[Book Review] The Lean Startup by Eric Ries

Field-tested, lean principles for high growth businesses and corporate projects that rely on disruptive, constant innovation for growth and sustainable success

A business executive once told me that Agile is just a catch-phrase for making it up as we go along and “you IT guys need to get back to disciplined process”

I didn’t disagree with him.

High-tech start-ups look chaotic at worst and highly experimental at best.

Where is the five year business plan, an experienced management team and a strong balance sheet that 20 years ago were the minimum requirements for building a world class business?

Now the software nerds are running the multi-billion dollar firms – and the business schools have had to rewrite their text books.

Eric Ries is a techpreneur, software engineer and lean thought leader who lived through a startup that nearly failed but which taught him the principles he sets out for other entrepreneurs.

Through the widespread adoption of his thinking and the success of The Lean Startup movement he has worked with hundreds of entrepreneurs and the essence of his book and ongoing writing is a simple, yet counter-intuitive conclusion: “Entrepreneurship is a kind of management”.

Even though successful innovation looks like a constant guessing game, there are principles and approaches that can be learned and applied, this is what Ries sets out in his book and some of these I found particularly useful, and equally applicable to the corporate context.

The Build-Measure-Learn flywheel is at the heart of a successful steering and growing approach to creating a sustainable business or launching a new product in an existing company.

The vision sets the destination but constant calibration between the planned journey and real life circumstances achieves successful navigation and real progress.

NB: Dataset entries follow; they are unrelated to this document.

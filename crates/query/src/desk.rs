//! Options Desk
//!
//! Accessor bundling the three host collaborators so a strategy can ask
//! chain and exposure questions without threading every snapshot through
//! each call. Holds borrows only; build a fresh desk per tick.

use chainbook_core::{
    ExpiryDate, Holding, InstrumentId, OpenOrder, OptionChain, OptionContract, Quantity,
};
use chainbook_ports::{MarketDataSource, OpenOrderSource, PortfolioLedger};

use crate::chain::locate_chain;
use crate::config::DeskConfig;
use crate::expiry::{contracts_at_distance, distinct_expirations};
use crate::exposure::{self, ExposureBreakdown, LegFilter};

/// Read-only view over market data, holdings and open orders for one tick
///
/// Each collaborator may be any port implementor, sized or not, so borrowed
/// slices and trait objects work as well as owned collections.
pub struct OptionsDesk<'a, M: ?Sized, L: ?Sized, O: ?Sized> {
    market: &'a M,
    ledger: &'a L,
    orders: &'a O,
    config: DeskConfig,
}

impl<'a, M, L, O> OptionsDesk<'a, M, L, O>
where
    M: MarketDataSource + ?Sized,
    L: PortfolioLedger + ?Sized,
    O: OpenOrderSource + ?Sized,
{
    pub fn new(market: &'a M, ledger: &'a L, orders: &'a O) -> Self {
        Self {
            market,
            ledger,
            orders,
            config: DeskConfig::default(),
        }
    }

    pub fn with_config(mut self, config: DeskConfig) -> Self {
        self.config = config;
        self
    }

    pub fn config(&self) -> &DeskConfig {
        &self.config
    }

    /// Option chain for `underlying` in the current slice
    pub fn chain(&self, underlying: &InstrumentId) -> Option<&'a OptionChain> {
        let market: &'a M = self.market;
        locate_chain(market.current_slice(), underlying)
    }

    /// Distinct ascending expirations available for `underlying`
    pub fn expirations(&self, underlying: &InstrumentId) -> Option<Vec<ExpiryDate>> {
        self.chain(underlying).map(distinct_expirations)
    }

    /// Contracts of the `distance`-th nearest expiration for `underlying`
    pub fn contracts_at_expiry(
        &self,
        underlying: &InstrumentId,
        distance: usize,
    ) -> Option<Vec<&'a OptionContract>> {
        contracts_at_distance(self.chain(underlying)?, distance)
    }

    fn holdings(&self) -> impl Iterator<Item = &'a Holding> {
        let ledger: &'a L = self.ledger;
        ledger.holdings()
    }

    /// Orders whose status the config treats as open
    fn working_orders(&self) -> impl Iterator<Item = &'a OpenOrder> + '_ {
        let orders: &'a O = self.orders;
        orders
            .open_orders()
            .filter(|order| self.config.counts_as_open(order.status))
    }

    /// Absolute quantity of derivative holdings on `target`'s underlying
    pub fn holding_quantity(&self, target: &InstrumentId, legs: LegFilter) -> Quantity {
        exposure::holding_quantity(self.holdings(), target, legs)
    }

    /// Absolute quantity of working orders on derivatives of `target`'s
    /// underlying, using the configured quantity basis
    pub fn open_order_quantity(&self, target: &InstrumentId, legs: LegFilter) -> Quantity {
        exposure::open_order_quantity_by(
            self.working_orders(),
            target,
            legs,
            self.config.order_quantity,
        )
    }

    /// Long and short legs of holdings and working orders on `target`'s
    /// underlying
    pub fn exposure_breakdown(&self, target: &InstrumentId) -> ExposureBreakdown {
        exposure::exposure_breakdown_by(
            self.holdings(),
            self.working_orders(),
            target,
            self.config.order_quantity,
        )
    }

    /// Net signed exposure to `target`'s underlying
    pub fn net_exposure(&self, target: &InstrumentId) -> Quantity {
        self.exposure_breakdown(target).net()
    }
}

#[cfg(test)]
mod tests {
    use super::*;
    use crate::config::OrderQuantityBasis;
    use chainbook_core::{ChainKey, OptionChains, OptionRight, OrderStatus, Slice};
    use chrono::{NaiveDate, TimeZone, Utc};
    use rust_decimal_macros::dec;

    fn spy() -> InstrumentId {
        InstrumentId::new("SPY")
    }

    fn slice() -> Slice {
        let spy = spy();
        let near = NaiveDate::from_ymd_opt(2024, 1, 19).unwrap();
        let far = NaiveDate::from_ymd_opt(2024, 2, 16).unwrap();
        let chain = OptionChain::new(vec![
            OptionContract::new(&spy, far, dec!(470), OptionRight::Call),
            OptionContract::new(&spy, near, dec!(470), OptionRight::Call),
        ]);
        Slice::new(Utc.with_ymd_and_hms(2024, 1, 10, 14, 30, 0).unwrap())
            .with_option_chains(OptionChains::new().with_chain(ChainKey::canonical(spy), chain))
    }

    #[test]
    fn test_chain_queries() {
        let market = slice();
        let holdings: Vec<Holding> = Vec::new();
        let orders: Vec<OpenOrder> = Vec::new();
        let desk = OptionsDesk::new(&market, &holdings, &orders);

        assert_eq!(desk.chain(&spy()).map(OptionChain::len), Some(2));
        assert_eq!(
            desk.expirations(&spy()),
            Some(vec![
                NaiveDate::from_ymd_opt(2024, 1, 19).unwrap(),
                NaiveDate::from_ymd_opt(2024, 2, 16).unwrap(),
            ])
        );
        let near = desk.contracts_at_expiry(&spy(), 0).unwrap();
        assert_eq!(near.len(), 1);
        assert!(desk.contracts_at_expiry(&spy(), 2).is_none());
        assert!(desk.chain(&InstrumentId::new("QQQ")).is_none());
    }

    #[test]
    fn test_no_market_data_still_computes_exposure() {
        let market: Option<Slice> = None;
        let call = InstrumentId::derivative("SPY 240119C00470000", spy());
        let holdings = vec![Holding::new(call.clone(), dec!(3))];
        let orders = vec![OpenOrder::market(call, dec!(2))];
        let desk = OptionsDesk::new(&market, &holdings, &orders);

        assert!(desk.chain(&spy()).is_none());
        assert_eq!(desk.net_exposure(&spy()), dec!(5));
    }

    #[test]
    fn test_config_filters_and_basis() {
        let market: Option<Slice> = None;
        let call = InstrumentId::derivative("SPY 240119C00470000", spy());
        let holdings: Vec<Holding> = Vec::new();
        let orders = vec![
            OpenOrder::market(call.clone(), dec!(10)).with_filled(dec!(4)),
            OpenOrder::market(call.clone(), dec!(-2)).with_status(OrderStatus::Canceled),
        ];

        let desk = OptionsDesk::new(&market, &holdings, &orders);
        assert_eq!(desk.open_order_quantity(&spy(), LegFilter::LONG), dec!(10));
        assert_eq!(desk.open_order_quantity(&spy(), LegFilter::SHORT), dec!(0));

        let desk = desk.with_config(
            DeskConfig::default().with_order_quantity(OrderQuantityBasis::Remaining),
        );
        assert_eq!(desk.config().order_quantity, OrderQuantityBasis::Remaining);
        assert_eq!(desk.net_exposure(&call), dec!(6));
        assert_eq!(desk.holding_quantity(&spy(), LegFilter::BOTH), dec!(0));
    }

    #[test]
    fn test_borrowed_slices_and_trait_objects() {
        let market = slice();
        let call = InstrumentId::derivative("SPY 240119C00470000", spy());
        let holdings = vec![Holding::new(call.clone(), dec!(-2))];
        let orders = vec![OpenOrder::market(call, dec!(5))];

        let desk = OptionsDesk::new(&market, holdings.as_slice(), orders.as_slice());
        assert_eq!(desk.net_exposure(&spy()), dec!(3));

        let ledger: &dyn PortfolioLedger = &holdings;
        let book: &dyn OpenOrderSource = &orders;
        let desk = OptionsDesk::new(&market, ledger, book);
        assert_eq!(desk.net_exposure(&spy()), dec!(3));
        assert_eq!(desk.expirations(&spy()).map(|dates| dates.len()), Some(2));
    }

    #[test]
    fn test_custom_open_statuses() {
        let market: Option<Slice> = None;
        let call = InstrumentId::derivative("SPY 240119C00470000", spy());
        let holdings: Vec<Holding> = Vec::new();
        let orders = vec![
            OpenOrder::market(call.clone(), dec!(4)).with_status(OrderStatus::New),
            OpenOrder::market(call, dec!(-1)),
        ];

        let desk = OptionsDesk::new(&market, &holdings, &orders);
        assert_eq!(desk.net_exposure(&spy()), dec!(3));

        // Staged orders are not yet at the broker
        let desk = desk.with_config(
            DeskConfig::default().with_open_statuses(vec![
                OrderStatus::Submitted,
                OrderStatus::PartiallyFilled,
            ]),
        );
        assert_eq!(desk.open_order_quantity(&spy(), LegFilter::LONG), dec!(0));
        assert_eq!(desk.net_exposure(&spy()), dec!(-1));
    }
}
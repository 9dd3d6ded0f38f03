//! Chainbook Core Domain
//!
//! Plain value records describing what a strategy host hands to the query
//! layer on every tick: instruments and their underlyings, option chains,
//! portfolio holdings and open orders.
//! This crate contains no async, no I/O, and is 100% unit testable.

pub mod entities;
pub mod instruments;
pub mod market;
pub mod values;

// Re-export commonly used types at crate root
pub use entities::{Holding, OpenOrder, OrderId, OrderStatus, OrderType, Side};
pub use instruments::{
    ChainKey, InstrumentId, OptionChain, OptionContract, OptionQuote, OptionRight, OptionStyle,
};
pub use market::{OptionChains, Slice};
pub use values::{ExpiryDate, Price, Quantity, Symbol, Timestamp};
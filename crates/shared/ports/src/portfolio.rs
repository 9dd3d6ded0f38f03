use std::collections::HashMap;

use chainbook_core::{Holding, InstrumentId};

/// Port for the host portfolio ledger
///
/// Yields every holding the host tracks, including flat (zero quantity)
/// entries. Consumers filter those out themselves.
pub trait PortfolioLedger {
    fn holdings(&self) -> Box<dyn Iterator<Item = &Holding> + '_>;
}

impl PortfolioLedger for HashMap<InstrumentId, Holding> {
    fn holdings(&self) -> Box<dyn Iterator<Item = &Holding> + '_> {
        Box::new(self.values())
    }
}

impl PortfolioLedger for [Holding] {
    fn holdings(&self) -> Box<dyn Iterator<Item = &Holding> + '_> {
        Box::new(self.iter())
    }
}

impl PortfolioLedger for Vec<Holding> {
    fn holdings(&self) -> Box<dyn Iterator<Item = &Holding> + '_> {
        Box::new(self.iter())
    }
}
mod holding;
mod order;
mod order_status;
mod order_type;
mod side;

pub use holding::Holding;
pub use order::{OpenOrder, OrderId};
pub use order_status::OrderStatus;
pub use order_type::OrderType;
pub use side::Side;
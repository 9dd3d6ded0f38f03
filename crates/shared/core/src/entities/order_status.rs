use serde::{Deserialize, Serialize};

/// Order lifecycle status
#[derive(Debug, Clone, Copy, PartialEq, Eq, Hash, Serialize, Deserialize)]
pub enum OrderStatus {
    /// Order has been created but not yet sent
    New,
    /// Order has been sent to the broker and acknowledged
    Submitted,
    /// Order has been partially filled
    PartiallyFilled,
    /// Order has been completely filled
    Filled,
    /// Order has been canceled by the user
    Canceled,
    /// Order was rejected by the broker
    Rejected,
    /// Order has expired (GTD/DAY)
    Expired,
}

impl OrderStatus {
    /// Every status, in lifecycle order
    pub const ALL: [OrderStatus; 7] = [
        OrderStatus::New,
        OrderStatus::Submitted,
        OrderStatus::PartiallyFilled,
        OrderStatus::Filled,
        OrderStatus::Canceled,
        OrderStatus::Rejected,
        OrderStatus::Expired,
    ];

    /// Returns true if the order is in a terminal state
    pub fn is_terminal(&self) -> bool {
        matches!(
            self,
            OrderStatus::Filled
                | OrderStatus::Canceled
                | OrderStatus::Rejected
                | OrderStatus::Expired
        )
    }

    /// Returns true if the order is still active
    pub fn is_active(&self) -> bool {
        !self.is_terminal()
    }
}
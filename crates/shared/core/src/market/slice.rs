use serde::{Deserialize, Serialize};

use crate::instruments::{ChainKey, OptionChain};
use crate::values::Timestamp;

/// Option chains present in a slice, in the order the feed inserted them
///
/// At most one chain per underlying is expected; duplicates are kept as
/// supplied.
#[derive(Debug, Clone, Default, PartialEq, Eq, Serialize, Deserialize)]
#[serde(transparent)]
pub struct OptionChains {
    entries: Vec<(ChainKey, OptionChain)>,
}

impl OptionChains {
    pub fn new() -> Self {
        Self::default()
    }

    /// Append a chain under `key`
    pub fn insert(&mut self, key: ChainKey, chain: OptionChain) {
        self.entries.push((key, chain));
    }

    /// Builder-style `insert`
    pub fn with_chain(mut self, key: ChainKey, chain: OptionChain) -> Self {
        self.insert(key, chain);
        self
    }

    pub fn iter(&self) -> impl Iterator<Item = (&ChainKey, &OptionChain)> {
        self.entries.iter().map(|(key, chain)| (key, chain))
    }

    pub fn keys(&self) -> impl Iterator<Item = &ChainKey> {
        self.entries.iter().map(|(key, _)| key)
    }

    pub fn len(&self) -> usize {
        self.entries.len()
    }

    pub fn is_empty(&self) -> bool {
        self.entries.is_empty()
    }
}

impl FromIterator<(ChainKey, OptionChain)> for OptionChains {
    fn from_iter<I: IntoIterator<Item = (ChainKey, OptionChain)>>(iter: I) -> Self {
        Self {
            entries: iter.into_iter().collect(),
        }
    }
}

/// Market data for one evaluation tick
#[derive(Debug, Clone, PartialEq, Eq, Serialize, Deserialize)]
pub struct Slice {
    /// Simulated or live time of the tick
    pub time: Timestamp,
    /// Option chains this tick; `None` when the feed had no option data
    #[serde(default)]
    pub option_chains: Option<OptionChains>,
}

impl Slice {
    /// Slice without option data
    pub fn new(time: Timestamp) -> Self {
        Self {
            time,
            option_chains: None,
        }
    }

    pub fn with_option_chains(mut self, chains: OptionChains) -> Self {
        self.option_chains = Some(chains);
        self
    }

    pub fn option_chains(&self) -> Option<&OptionChains> {
        self.option_chains.as_ref()
    }
}
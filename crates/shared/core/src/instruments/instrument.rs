use serde::{Deserialize, Serialize};

use crate::values::Symbol;

/// Identifier for a tradable instrument
///
/// An instrument either has no underlying (it *is* an underlying, e.g. an
/// equity) or exactly one underlying (it is a derivative contract written on
/// that underlying, e.g. an option). The relation is a plain optional link
/// rather than a type hierarchy: the query layer only ever asks "does this
/// have an underlying, and which one?".
#[derive(Debug, Clone, PartialEq, Eq, Hash, Serialize, Deserialize)]
pub struct InstrumentId {
    /// Display/ticker string (e.g. "SPY", "SPY 240119C00470000")
    pub value: Symbol,
    /// Underlying instrument, present iff this is a derivative
    #[serde(default, skip_serializing_if = "Option::is_none")]
    pub underlying: Option<Box<InstrumentId>>,
}

impl InstrumentId {
    /// Create an identifier for an underlying (non-derivative) instrument
    pub fn new(value: impl Into<Symbol>) -> Self {
        Self {
            value: value.into(),
            underlying: None,
        }
    }

    /// Create an identifier for a derivative written on `underlying`
    pub fn derivative(value: impl Into<Symbol>, underlying: InstrumentId) -> Self {
        Self {
            value: value.into(),
            underlying: Some(Box::new(underlying)),
        }
    }

    /// Get the ticker as a string slice
    pub fn as_str(&self) -> &str {
        &self.value
    }

    /// True if this instrument is a derivative contract
    pub fn has_underlying(&self) -> bool {
        self.underlying.is_some()
    }

    /// The underlying instrument, if this is a derivative
    pub fn underlying(&self) -> Option<&InstrumentId> {
        self.underlying.as_deref()
    }

    /// Symbol that exposure is aggregated under.
    ///
    /// A derivative resolves to its underlying's ticker, anything else to its
    /// own, so callers may pass either the underlying or any of its contracts.
    pub fn target_symbol(&self) -> &str {
        match self.underlying() {
            Some(underlying) => underlying.as_str(),
            None => self.as_str(),
        }
    }

    /// True if this is a derivative whose underlying's ticker is `symbol`
    pub fn is_derivative_of(&self, symbol: &str) -> bool {
        self.underlying()
            .is_some_and(|underlying| underlying.as_str() == symbol)
    }
}

impl std::fmt::Display for InstrumentId {
    fn fmt(&self, f: &mut std::fmt::Formatter<'_>) -> std::fmt::Result {
        write!(f, "{}", self.value)
    }
}

impl From<String> for InstrumentId {
    fn from(s: String) -> Self {
        Self::new(s)
    }
}

impl From<&str> for InstrumentId {
    fn from(s: &str) -> Self {
        Self::new(s)
    }
}
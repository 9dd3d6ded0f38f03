//! Per-tick market data snapshot handed over by the host feed

mod slice;

pub use slice::{OptionChains, Slice};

Small batch sizes, just in time production, inventory control and other tenets of lean manufacturing apply equally well to help entrepreneurs find and reduce the sources of waste that result in so many failed start-ups.

A typical example is “Vanity metrics” which reinforce confirmation bias with an ego-boosting distraction while “actionable metrics” provide real data for “pivot or persevere” decisions.

Chapter 8 on this topic is required reading for anyone who wants a tough love diagnosis for their pet project or new business.

Standard burn-rate calculations don’t factor in the build-measure-learn feedback loop and how any financial decisions will affect it.

If a business can only make the right pivot-or-persevere decisions through successful feedback loops then simply cutting costs or raising additional funding might not extend its useful runway.

“If the cuts result in a slowdown to this feedback loop, all they have accomplished is to help the startup go out of business more slowly.”

Following a dream gets you out of bed in the morning but the business will never get out of infancy stage unless “financial, marketing, managerial and operational processes are in place.”

Sikhakhane acknowledges that over-emphasizing these aspects can also kill energy and innovation but with sufficient focus, entrepreneurs don’t have to be in perpetual survival mode.

They may need to perform multiple roles in early-stages when teams are small but very much in line with Ries’s thinking, the message is clear, “Entrepreneurs need to get a grip on management”.

Part of managing a successful startup under changing conditions is having the courage to change course, or to pivot and more importantly do so for the right reasons at the right time.

The Lean Startup catalogues a number of different types of pivots, which are extremely useful to structure the thinking process around these stressful inflection points.

A “zoom-in pivot” elevates a single feature to the whole product while a “zoom-out” pivot recognises that the product’s killer feature isn’t drawing the customers and more features are added.

When a new group of customers emerges in the feedback loop, this is the “customer segment pivot” and if other customer needs emerge, the business might decide to do a “customer need pivot”.

Other pivots can occur around the platform, business architecture, engine of growth, channel and technology.

Ries also proposes some radical ideas such as a new stock market or Long Term Stock Exchange. He believes companies should be rewarded for long-term sustainable thinking not just quarterly and yearly profits.

Jeff Bezos presented the same growth mindset in his famous 1997 letter to shareholders where he outlined Amazon’s relentless customer obsession and a focus on long term shareholder value.

Accordingly, Amazon didn’t make consecutive quarterly profits until 2016 but they mastered countless pivots, created a culture of learning and lean management and built a stunningly successful business for the long term.

Like similar, exponential tech giants they have embedded the disruptive, constant innovation thinking they had in their infancy when such thinking was necessary for survival.

You might not be the next Amazon but The Lean Startup will help you think rigorously about building your business in the same way.